The Department of History and Philosophy welcomes you to its home page. Here we introduce our talented and student-friendly faculty, our undergraduate and graduate degree programs, and our organizations, clubs, events, activities, and projects.

Dr. Mark Bernhardt

Professor

352 Dollye M.E. Robinson Building
601.979.2495
mark.a.bernhardt@jsums.edu

B.A. University of California, Berkeley, 1999
M.A.
California State University, Sacramento, 2001
Ph.D. University of California, Riverside, 2006

Curriculum Vitae

 

Biography

Mark Bernhardt grew up in Vacaville, California. After high school, Mark attended the University of California, Berkeley and received his Bachelor’s degree in History in 1999. While studying at Berkeley he became interested in the history of the American West and journalism, two fields in which he continues to do research. He earned his Master’s degree in History from California State University, Sacramento in 2001. His Master’s thesis examined the early newspaper career of William Randolph Hearst, a San Francisco publisher who built one of the nation’s largest media empires in the late nineteenth and early twentieth centuries. During this time, Mark learned to play the steel drum at a local community college and performed with the school’s band.  
He left Sacramento for southern California in 2001 to attend the University of California, Riverside. While at Riverside he worked as a teaching assistant for the Women’s Studies department and was mentored by Dr. Christine Gailey and Dr. Amalia Cabezas. This sparked his interest in Gender Studies, another of his current research fields. In 2004, he won the department’s Teaching Assistant of the Year Award. He also earned several fellowships and research grants, which allowed him to conduct research in San Francisco and New York. Under the direction of Dr. Brian Lloyd, Dr. Molly McGarry, and Dr. Jonathan Green, he completed his dissertation, “Picturing the News: The Spectacle of Gender and Politics in the Pictorial Journalism of Crime and War, 1836-1935,” and earned his Ph.D. in History in 2006. His dissertation analyzed how pictures published with the newspaper coverage of high-profile murder cases and wars during the nineteenth and early twentieth centuries reflected ideas about gender, race, and class. After graduating, he taught classes for both the History and Women’s Studies departments at the University of California, Riverside.
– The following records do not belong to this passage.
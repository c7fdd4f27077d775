use xs_a5::{
  a5_to_string, cell_to_boundary, cell_to_children, cell_to_lon_lat, cell_to_parent, get_num_cells, get_resolution,
  is_valid_cell, lon_lat_to_cell, A5Error, A5Index, LonLat,
};

fn main() -> Result<(), A5Error> {
  println!("--- Basic A5 Indexing Example ---");

  // 1. Define a point (e.g., San Francisco City Hall)
  let point = LonLat::new(-122.419277, 37.779265);
  println!("Original Point: Lon {:.6} deg, Lat {:.6} deg", point.lon, point.lat);

  // 2. Find the A5 cell containing this point at resolution 12
  let res = 12;
  let cell: A5Index = lon_lat_to_cell(point, res)?;
  println!("A5 Cell at res {}: {}", res, a5_to_string(cell));
  println!("Cells at this resolution: {}", get_num_cells(res)?);

  // 3. Validate the cell
  if !is_valid_cell(cell) {
    println!("Cell {} is NOT valid.", cell);
    return Ok(());
  }
  println!("Cell Resolution: {}", get_resolution(cell));

  // 4. Get the center of the cell
  let center = cell_to_lon_lat(cell)?;
  println!("Cell Center: Lon {:.6} deg, Lat {:.6} deg", center.lon, center.lat);

  // 5. Get the boundary of the cell
  let boundary = cell_to_boundary(cell)?;
  println!("Cell Boundary ({} vertices):", boundary.len());
  for (i, vertex) in boundary.iter().enumerate() {
    println!("  Vertex {}: Lon {:.6} deg, Lat {:.6} deg", i, vertex.lon, vertex.lat);
  }

  println!("\n--- Hierarchy Example ---");
  // 6. Get parent cell at resolution 8
  let parent_res = 8;
  let parent_cell = cell_to_parent(cell, Some(parent_res))?;
  println!("Parent of {} at res {}: {}", cell, parent_res, parent_cell);

  // 7. List the children one level down
  let children = cell_to_children(cell, None)?;
  println!("Children of {} at res {}:", cell, res + 1);
  for child in &children {
    println!("  {}", child);
  }

  Ok(())
}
In 2007, Dr. Bernhardt was hired by the History department at Jackson State University. He has taught classes on late nineteenth- and twentieth-century U.S. History, the American West, Sexuality in the United States, U.S. Media History, World War II, and courses examining how films have engaged with a variety of historical social and political issues. After receiving tenure in 2013, Dr. Bernhardt was appointed Graduate Program Coordinator for the History department. In 2015, Dr. Bernhardt was awarded the College Faculty Excellence Award for Teaching and Advising and the University Excellence Award for Teaching and Advising. He won the Mississippi Humanities Council Teaching Award in 2016. After the 2016-2017 academic year, Dr. Bernhardt was promoted to professor. Outside the classroom he has served as the advisor for Phi Alpha Theta, the honors society for the field of History. As advisor he has worked with students to prepare papers to present at the organization’s state conference through workshops and individual mentoring. Dr. Bernhardt organized the state conferences in 2012 and 2014, which were hosted by Jackson State University, and co-organized the conference for 2018, 2019, and 2020.
Mark and his wife enjoy traveling, fish-keeping, karate, and binge-watching television shows, and Mark is pursuing his goal to visit every Major League Baseball stadium (27 out of 30 so far).

Research Interests

My work covers a wide range of topics and media but has some major themes: how ideas about masculinity and race influenced media discourse about war and U.S. westward expansion, the ways in which media portray the perceived nature of the transnational North American West as shaping the lives and identities of those who live or venture there, and what media depictions of people (real and fictional) reveal about gender, race, and class intersectionality in U.S. society.

 

Courses Taught:

United States, 1876-1917

United States, 1917-1941

United States, 1941-Present

U.S. Media History

Filmmakers’ Responses to Political Debates and Policies in the United States, 1900-Present

Filmmakers’ Responses to Social Change and Conflict in the United States, 1900-Present

Sexuality in the United States

Frontier in American History

World War II

Filmmakers’ Interpretations of World War II

Historiography

Senior Research Seminar

World Civilizations to 1650

World Civilizations since 1650

 

Professional Memberships:

American Historical Association

American Journalism Historians Association

American Studies Association

Organization of American Historians

Phi Alpha Theta

Popular Culture Association/American Culture Association

Society for Historians of the Gilded Age and Progressive Era

Western History Association

 

Publications: 

Books

Lampooning the Poor in 1950s Sitcoms: Promoting an Image of Economic Equality by Denying Structural and Intersectional Causes of Poverty in Cold War America (Manuscript contracted with McFarland and Company, Inc., Publishers).

Book Chapters

“A Hillbilly, a Bum, and an Old Woman Meet a Screwball Redhead: Lampooning the Poor in I Love Lucy.” Poverty in American Popular Culture: Essays on Representations, Beliefs, and Policy. Editor, Wylie Lenz. Jefferson, NC: McFarland, 2020.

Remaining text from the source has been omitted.